Work instruction:
Would you please copy the part of the material below that opens with the line containing "could not save" and closes with the line containing "match (command, arg)"? Copy it exactly, and only it.
(Data begins)
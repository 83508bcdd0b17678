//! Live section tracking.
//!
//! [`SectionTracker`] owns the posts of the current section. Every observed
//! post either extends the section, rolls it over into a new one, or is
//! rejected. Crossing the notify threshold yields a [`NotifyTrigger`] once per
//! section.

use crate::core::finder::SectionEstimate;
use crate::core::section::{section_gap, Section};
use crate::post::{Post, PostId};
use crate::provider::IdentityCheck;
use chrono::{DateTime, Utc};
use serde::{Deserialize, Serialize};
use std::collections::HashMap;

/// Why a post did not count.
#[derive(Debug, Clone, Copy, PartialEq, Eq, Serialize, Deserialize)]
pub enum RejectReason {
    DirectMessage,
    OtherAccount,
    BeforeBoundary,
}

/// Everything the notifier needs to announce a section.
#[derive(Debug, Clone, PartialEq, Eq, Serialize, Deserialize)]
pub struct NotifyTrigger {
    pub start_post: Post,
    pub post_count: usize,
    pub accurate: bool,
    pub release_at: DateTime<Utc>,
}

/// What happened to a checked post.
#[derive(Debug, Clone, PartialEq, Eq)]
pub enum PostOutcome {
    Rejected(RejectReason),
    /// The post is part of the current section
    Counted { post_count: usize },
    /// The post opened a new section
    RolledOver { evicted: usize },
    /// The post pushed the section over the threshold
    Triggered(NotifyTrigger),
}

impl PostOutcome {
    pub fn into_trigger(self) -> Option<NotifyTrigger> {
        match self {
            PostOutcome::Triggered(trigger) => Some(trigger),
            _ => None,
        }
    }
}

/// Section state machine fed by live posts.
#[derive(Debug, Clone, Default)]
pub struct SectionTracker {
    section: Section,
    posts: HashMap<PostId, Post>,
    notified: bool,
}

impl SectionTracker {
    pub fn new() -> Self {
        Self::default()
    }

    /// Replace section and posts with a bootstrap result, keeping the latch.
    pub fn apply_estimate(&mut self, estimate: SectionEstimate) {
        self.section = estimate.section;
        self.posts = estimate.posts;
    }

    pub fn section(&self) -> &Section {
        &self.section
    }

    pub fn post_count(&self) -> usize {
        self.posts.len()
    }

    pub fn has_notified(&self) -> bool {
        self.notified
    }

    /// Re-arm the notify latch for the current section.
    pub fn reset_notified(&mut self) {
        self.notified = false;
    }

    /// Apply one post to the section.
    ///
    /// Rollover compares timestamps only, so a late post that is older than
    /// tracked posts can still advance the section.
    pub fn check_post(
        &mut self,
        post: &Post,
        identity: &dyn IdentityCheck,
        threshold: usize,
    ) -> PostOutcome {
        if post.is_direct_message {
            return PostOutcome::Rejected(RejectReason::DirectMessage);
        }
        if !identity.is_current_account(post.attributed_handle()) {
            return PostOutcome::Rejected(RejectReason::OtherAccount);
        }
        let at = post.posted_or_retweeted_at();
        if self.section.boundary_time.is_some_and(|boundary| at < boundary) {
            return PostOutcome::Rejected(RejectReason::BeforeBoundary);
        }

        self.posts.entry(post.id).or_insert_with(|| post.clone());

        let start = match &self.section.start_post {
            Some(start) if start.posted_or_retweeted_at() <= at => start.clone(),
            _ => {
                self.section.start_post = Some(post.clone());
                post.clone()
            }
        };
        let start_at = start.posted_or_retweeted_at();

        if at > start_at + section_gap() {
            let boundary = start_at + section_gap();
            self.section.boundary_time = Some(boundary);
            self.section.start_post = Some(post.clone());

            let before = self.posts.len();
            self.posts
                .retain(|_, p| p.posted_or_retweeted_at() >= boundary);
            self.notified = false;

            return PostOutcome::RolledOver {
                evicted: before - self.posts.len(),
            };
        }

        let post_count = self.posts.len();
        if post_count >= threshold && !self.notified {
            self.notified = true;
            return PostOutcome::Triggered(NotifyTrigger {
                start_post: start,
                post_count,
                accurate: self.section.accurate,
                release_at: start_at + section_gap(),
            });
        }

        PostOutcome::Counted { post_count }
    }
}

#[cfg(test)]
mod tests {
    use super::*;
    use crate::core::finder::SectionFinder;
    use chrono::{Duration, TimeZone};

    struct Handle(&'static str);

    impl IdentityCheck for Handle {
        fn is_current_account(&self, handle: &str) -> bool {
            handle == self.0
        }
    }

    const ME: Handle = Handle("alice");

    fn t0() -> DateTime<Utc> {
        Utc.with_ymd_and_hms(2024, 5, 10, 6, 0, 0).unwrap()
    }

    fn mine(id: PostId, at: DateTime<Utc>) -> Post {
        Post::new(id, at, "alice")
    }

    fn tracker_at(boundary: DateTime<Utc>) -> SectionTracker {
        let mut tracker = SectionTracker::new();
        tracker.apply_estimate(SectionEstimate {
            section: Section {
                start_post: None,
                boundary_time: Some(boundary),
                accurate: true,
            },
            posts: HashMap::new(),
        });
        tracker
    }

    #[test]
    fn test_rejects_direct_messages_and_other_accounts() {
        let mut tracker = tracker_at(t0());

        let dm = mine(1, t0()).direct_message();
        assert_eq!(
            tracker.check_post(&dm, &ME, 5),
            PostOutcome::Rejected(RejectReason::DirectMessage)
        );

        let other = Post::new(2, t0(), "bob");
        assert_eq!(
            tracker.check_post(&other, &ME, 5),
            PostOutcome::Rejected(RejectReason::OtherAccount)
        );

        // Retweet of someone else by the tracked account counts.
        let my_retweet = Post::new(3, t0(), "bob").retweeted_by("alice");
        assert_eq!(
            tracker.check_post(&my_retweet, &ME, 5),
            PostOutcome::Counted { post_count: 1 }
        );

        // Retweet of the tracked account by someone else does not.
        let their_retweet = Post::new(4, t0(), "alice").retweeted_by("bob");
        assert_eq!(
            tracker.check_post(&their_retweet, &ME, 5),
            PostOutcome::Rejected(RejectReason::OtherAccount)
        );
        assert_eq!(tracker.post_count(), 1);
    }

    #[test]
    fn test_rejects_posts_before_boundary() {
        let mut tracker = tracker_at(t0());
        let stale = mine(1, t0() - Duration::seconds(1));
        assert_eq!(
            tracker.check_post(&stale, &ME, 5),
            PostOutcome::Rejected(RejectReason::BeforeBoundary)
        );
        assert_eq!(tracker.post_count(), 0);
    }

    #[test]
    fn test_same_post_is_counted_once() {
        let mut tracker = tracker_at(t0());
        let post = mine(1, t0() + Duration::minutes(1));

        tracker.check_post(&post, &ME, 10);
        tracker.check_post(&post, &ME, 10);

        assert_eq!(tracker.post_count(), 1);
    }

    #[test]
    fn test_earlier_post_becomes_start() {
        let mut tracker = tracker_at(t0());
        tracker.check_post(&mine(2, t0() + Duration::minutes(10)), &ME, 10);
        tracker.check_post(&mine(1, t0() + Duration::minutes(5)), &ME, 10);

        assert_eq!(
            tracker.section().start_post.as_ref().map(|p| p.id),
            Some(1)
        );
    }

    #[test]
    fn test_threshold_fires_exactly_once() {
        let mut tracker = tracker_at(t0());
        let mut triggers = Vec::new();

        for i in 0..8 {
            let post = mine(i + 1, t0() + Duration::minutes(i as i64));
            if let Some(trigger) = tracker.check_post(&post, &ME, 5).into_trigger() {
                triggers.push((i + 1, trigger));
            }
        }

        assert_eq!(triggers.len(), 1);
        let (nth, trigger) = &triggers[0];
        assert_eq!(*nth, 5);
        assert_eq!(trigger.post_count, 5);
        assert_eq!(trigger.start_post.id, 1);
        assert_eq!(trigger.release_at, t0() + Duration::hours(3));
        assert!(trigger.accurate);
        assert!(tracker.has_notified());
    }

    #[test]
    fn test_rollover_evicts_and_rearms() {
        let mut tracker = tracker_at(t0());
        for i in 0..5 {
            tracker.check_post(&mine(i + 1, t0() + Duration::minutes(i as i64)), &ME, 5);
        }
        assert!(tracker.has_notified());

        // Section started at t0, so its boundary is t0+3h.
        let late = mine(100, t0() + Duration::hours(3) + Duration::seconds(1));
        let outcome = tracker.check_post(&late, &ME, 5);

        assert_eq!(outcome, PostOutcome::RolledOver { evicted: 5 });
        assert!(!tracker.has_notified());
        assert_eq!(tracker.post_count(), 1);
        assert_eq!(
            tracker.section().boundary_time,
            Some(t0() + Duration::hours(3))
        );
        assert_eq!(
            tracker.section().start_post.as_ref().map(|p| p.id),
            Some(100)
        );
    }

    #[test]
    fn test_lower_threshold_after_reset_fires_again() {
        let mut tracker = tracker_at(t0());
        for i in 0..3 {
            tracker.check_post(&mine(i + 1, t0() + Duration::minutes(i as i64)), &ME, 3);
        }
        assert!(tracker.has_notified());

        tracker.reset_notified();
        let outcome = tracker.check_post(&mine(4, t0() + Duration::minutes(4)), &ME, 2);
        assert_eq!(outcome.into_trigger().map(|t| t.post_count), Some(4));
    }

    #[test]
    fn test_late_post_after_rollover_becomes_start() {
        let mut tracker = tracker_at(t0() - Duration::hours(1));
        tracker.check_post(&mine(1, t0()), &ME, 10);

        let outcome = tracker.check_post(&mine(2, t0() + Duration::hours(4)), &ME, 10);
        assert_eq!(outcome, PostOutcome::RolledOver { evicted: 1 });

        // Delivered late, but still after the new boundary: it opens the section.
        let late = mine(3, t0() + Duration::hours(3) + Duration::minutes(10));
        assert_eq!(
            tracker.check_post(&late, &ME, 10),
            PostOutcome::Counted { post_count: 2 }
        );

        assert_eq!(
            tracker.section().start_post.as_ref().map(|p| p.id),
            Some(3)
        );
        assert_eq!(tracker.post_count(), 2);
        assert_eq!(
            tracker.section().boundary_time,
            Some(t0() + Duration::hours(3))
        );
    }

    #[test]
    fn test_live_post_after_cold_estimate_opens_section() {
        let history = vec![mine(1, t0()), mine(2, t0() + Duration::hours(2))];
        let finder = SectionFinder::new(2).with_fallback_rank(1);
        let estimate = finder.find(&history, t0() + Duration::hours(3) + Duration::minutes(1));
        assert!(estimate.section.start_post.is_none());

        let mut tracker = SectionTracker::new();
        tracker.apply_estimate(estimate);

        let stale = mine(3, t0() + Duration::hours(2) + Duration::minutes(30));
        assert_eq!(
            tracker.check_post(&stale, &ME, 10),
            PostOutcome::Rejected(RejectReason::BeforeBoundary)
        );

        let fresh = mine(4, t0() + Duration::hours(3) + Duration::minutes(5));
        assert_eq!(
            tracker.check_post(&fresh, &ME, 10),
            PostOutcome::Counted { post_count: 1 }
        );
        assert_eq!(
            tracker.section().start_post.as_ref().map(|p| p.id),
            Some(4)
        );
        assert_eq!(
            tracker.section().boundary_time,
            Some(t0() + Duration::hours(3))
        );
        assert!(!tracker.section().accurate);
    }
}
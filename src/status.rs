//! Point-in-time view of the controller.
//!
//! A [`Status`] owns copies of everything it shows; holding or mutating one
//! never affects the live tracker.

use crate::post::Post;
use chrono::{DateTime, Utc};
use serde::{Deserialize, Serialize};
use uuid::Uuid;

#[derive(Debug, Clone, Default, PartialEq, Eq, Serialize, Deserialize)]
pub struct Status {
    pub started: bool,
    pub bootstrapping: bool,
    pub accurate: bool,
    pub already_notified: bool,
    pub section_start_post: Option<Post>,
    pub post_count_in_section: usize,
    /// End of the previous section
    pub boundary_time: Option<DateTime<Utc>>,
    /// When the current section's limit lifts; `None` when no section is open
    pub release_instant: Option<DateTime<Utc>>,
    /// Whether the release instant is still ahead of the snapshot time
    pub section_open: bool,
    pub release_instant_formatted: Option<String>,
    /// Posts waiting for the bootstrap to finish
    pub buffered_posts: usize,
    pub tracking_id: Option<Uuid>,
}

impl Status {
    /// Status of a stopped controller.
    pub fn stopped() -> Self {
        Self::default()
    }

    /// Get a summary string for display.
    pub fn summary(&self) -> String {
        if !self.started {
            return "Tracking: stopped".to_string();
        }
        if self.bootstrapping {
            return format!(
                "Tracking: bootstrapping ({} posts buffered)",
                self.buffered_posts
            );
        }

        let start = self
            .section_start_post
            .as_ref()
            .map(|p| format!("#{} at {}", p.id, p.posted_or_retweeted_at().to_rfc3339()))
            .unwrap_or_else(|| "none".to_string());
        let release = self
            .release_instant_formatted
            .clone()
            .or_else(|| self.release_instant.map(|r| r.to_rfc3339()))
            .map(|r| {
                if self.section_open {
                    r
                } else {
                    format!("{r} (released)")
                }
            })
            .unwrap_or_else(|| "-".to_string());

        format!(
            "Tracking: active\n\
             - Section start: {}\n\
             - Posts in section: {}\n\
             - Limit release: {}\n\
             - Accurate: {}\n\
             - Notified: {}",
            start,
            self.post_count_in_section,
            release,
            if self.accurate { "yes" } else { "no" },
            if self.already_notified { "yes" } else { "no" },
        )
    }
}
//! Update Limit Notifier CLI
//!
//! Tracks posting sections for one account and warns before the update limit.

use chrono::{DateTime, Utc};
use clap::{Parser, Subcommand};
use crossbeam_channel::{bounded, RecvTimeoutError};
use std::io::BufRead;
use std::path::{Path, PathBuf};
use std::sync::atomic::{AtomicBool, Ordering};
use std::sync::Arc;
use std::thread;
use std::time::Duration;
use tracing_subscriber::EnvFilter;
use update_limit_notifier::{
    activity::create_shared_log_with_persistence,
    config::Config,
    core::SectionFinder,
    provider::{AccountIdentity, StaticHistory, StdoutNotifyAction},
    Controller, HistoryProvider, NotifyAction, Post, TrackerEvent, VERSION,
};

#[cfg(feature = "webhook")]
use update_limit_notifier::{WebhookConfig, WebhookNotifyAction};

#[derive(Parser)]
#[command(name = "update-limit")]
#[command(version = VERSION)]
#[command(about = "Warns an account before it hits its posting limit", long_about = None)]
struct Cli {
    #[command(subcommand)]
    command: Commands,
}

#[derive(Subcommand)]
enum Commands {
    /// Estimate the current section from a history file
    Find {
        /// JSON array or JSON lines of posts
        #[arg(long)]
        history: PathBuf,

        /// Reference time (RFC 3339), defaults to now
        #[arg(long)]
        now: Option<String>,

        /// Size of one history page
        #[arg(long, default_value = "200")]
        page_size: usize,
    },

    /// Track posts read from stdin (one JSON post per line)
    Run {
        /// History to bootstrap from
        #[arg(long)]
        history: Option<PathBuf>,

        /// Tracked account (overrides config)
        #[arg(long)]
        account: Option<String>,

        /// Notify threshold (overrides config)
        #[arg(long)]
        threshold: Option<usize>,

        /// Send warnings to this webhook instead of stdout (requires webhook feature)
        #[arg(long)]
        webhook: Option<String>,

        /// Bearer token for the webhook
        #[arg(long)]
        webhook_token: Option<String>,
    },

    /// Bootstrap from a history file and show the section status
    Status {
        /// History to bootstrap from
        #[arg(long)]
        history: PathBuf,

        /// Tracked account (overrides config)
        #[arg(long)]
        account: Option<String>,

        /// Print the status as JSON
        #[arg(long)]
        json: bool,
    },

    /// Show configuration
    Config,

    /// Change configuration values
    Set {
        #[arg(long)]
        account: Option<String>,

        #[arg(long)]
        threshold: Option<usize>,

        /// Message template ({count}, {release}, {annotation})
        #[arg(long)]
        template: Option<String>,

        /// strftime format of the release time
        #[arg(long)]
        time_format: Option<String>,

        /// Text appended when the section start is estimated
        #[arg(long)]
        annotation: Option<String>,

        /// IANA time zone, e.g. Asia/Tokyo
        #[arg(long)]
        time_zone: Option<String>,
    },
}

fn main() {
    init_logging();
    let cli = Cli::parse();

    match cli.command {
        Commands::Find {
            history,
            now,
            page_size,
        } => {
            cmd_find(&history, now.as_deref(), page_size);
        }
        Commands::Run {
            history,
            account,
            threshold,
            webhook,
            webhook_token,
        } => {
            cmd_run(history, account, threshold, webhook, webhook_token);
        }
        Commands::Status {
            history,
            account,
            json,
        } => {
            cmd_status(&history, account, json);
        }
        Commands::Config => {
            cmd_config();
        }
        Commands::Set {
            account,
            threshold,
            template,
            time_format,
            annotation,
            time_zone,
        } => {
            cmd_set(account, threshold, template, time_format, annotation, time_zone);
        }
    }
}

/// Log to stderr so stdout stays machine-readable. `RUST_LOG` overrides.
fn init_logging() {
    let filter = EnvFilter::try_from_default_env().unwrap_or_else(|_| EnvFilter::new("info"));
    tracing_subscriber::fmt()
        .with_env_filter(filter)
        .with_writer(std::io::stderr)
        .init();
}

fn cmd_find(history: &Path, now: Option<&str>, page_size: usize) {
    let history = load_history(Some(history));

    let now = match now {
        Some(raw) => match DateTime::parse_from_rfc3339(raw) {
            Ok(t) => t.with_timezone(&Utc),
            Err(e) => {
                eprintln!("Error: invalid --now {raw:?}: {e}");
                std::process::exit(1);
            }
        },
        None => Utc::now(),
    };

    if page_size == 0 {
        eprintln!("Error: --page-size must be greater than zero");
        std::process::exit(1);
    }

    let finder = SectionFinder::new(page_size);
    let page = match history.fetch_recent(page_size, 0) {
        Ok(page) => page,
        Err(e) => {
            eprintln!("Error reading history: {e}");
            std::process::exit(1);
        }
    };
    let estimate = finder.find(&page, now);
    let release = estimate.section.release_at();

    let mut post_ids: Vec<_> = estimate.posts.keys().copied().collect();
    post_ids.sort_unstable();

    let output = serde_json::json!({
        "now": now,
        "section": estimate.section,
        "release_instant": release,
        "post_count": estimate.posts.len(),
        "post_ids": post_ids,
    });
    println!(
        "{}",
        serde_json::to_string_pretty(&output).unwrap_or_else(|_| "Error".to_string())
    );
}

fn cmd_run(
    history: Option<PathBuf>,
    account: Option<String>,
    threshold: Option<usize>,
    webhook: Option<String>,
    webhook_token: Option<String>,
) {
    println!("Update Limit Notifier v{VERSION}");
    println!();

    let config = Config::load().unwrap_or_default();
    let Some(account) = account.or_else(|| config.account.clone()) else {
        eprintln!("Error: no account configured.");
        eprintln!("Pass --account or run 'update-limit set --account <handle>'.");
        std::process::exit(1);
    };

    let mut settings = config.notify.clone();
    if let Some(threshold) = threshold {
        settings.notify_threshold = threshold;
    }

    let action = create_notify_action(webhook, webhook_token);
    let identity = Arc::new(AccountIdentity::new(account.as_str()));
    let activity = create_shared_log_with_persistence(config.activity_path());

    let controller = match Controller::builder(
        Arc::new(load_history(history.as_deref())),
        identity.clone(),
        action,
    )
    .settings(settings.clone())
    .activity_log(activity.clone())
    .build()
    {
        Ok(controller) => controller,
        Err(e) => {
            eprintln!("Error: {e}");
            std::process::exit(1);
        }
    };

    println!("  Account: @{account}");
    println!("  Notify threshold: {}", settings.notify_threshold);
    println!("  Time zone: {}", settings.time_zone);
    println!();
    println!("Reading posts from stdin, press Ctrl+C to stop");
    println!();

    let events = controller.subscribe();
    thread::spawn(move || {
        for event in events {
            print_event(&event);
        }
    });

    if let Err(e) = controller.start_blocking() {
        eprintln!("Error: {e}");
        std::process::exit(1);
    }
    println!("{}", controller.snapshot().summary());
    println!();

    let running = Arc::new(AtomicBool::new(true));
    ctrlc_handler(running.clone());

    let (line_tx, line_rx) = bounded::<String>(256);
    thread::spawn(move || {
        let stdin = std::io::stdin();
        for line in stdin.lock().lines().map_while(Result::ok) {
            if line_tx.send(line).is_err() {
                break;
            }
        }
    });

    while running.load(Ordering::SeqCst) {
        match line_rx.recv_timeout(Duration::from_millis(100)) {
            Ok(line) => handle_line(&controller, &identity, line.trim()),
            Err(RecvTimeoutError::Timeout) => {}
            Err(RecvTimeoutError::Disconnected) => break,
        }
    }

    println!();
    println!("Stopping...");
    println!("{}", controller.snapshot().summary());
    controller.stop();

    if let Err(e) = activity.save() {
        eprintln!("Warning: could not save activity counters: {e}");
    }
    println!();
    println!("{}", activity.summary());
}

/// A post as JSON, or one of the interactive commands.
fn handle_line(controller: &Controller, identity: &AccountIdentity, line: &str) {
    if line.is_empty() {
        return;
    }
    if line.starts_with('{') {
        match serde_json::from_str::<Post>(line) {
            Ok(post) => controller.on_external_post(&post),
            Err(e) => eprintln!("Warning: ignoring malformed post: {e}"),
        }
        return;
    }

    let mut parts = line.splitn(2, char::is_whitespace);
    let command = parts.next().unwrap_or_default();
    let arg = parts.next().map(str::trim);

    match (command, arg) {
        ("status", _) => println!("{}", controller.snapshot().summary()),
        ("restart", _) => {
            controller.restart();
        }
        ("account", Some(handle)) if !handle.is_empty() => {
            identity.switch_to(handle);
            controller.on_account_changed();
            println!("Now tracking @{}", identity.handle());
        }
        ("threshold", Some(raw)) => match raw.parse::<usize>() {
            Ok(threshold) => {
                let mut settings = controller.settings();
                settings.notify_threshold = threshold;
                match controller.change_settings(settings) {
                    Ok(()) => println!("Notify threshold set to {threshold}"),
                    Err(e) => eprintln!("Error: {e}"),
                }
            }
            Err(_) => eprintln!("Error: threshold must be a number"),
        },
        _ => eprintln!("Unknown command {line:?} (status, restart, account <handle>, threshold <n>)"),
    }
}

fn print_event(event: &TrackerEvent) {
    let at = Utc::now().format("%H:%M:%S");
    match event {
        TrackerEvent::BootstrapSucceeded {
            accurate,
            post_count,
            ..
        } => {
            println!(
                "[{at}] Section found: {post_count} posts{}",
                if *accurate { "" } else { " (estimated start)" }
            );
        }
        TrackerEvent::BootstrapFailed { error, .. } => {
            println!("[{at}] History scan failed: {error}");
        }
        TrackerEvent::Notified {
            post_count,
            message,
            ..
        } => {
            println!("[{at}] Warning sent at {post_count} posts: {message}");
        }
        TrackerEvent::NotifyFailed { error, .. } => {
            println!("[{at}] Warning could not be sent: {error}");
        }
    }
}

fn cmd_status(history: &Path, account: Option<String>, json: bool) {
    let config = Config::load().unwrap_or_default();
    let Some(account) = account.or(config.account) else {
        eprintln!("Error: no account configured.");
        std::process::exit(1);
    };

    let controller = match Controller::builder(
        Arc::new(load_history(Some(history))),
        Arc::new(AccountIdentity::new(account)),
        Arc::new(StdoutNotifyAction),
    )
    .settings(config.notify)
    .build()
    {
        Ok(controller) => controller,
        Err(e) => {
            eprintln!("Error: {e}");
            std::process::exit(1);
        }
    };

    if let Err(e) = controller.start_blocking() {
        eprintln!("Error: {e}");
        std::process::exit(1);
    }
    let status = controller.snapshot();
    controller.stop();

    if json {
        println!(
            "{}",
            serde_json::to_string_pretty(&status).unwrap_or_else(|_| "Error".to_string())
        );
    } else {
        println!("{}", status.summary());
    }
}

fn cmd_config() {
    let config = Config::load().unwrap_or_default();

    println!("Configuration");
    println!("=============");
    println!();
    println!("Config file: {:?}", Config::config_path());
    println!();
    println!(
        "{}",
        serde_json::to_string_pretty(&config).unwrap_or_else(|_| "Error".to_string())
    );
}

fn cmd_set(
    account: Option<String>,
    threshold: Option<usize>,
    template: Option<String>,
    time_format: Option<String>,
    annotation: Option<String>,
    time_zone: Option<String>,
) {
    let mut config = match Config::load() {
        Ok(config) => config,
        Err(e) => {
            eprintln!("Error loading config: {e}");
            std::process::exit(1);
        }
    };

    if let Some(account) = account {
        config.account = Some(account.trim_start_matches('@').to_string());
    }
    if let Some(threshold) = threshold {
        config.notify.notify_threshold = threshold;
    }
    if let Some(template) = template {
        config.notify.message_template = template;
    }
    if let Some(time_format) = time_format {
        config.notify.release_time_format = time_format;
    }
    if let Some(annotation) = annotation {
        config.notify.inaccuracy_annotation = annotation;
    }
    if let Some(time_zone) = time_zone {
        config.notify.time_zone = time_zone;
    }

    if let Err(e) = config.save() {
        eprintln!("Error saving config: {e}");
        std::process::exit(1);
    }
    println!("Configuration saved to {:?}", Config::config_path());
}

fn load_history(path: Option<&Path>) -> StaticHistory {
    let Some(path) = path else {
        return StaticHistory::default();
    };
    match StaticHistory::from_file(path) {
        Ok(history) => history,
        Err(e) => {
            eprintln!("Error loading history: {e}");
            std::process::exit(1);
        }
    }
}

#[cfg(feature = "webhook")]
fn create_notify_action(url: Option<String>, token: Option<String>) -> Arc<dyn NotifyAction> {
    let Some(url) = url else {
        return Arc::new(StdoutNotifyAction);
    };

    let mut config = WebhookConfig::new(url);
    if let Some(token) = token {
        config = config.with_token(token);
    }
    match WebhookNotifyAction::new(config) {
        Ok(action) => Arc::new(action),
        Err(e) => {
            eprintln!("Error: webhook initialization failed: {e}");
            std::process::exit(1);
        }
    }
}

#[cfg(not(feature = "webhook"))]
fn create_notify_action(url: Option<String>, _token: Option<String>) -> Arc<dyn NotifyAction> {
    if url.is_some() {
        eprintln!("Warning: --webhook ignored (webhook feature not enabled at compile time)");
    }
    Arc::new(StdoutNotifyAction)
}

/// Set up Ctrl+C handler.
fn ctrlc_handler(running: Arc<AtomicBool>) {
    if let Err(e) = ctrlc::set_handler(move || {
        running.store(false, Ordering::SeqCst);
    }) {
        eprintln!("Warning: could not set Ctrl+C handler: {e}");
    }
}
(Data ends)
Written answer:
        eprintln!("Warning: could not save activity counters: {e}");
    }
    println!();
    println!("{}", activity.summary());
}

/// A post as JSON, or one of the interactive commands.
fn handle_line(controller: &Controller, identity: &AccountIdentity, line: &str) {
    if line.is_empty() {
        return;
    }
    if line.starts_with('{') {
        match serde_json::from_str::<Post>(line) {
            Ok(post) => controller.on_external_post(&post),
            Err(e) => eprintln!("Warning: ignoring malformed post: {e}"),
        }
        return;
    }

    let mut parts = line.splitn(2, char::is_whitespace);
    let command = parts.next().unwrap_or_default();
    let arg = parts.next().map(str::trim);

    match (command, arg) {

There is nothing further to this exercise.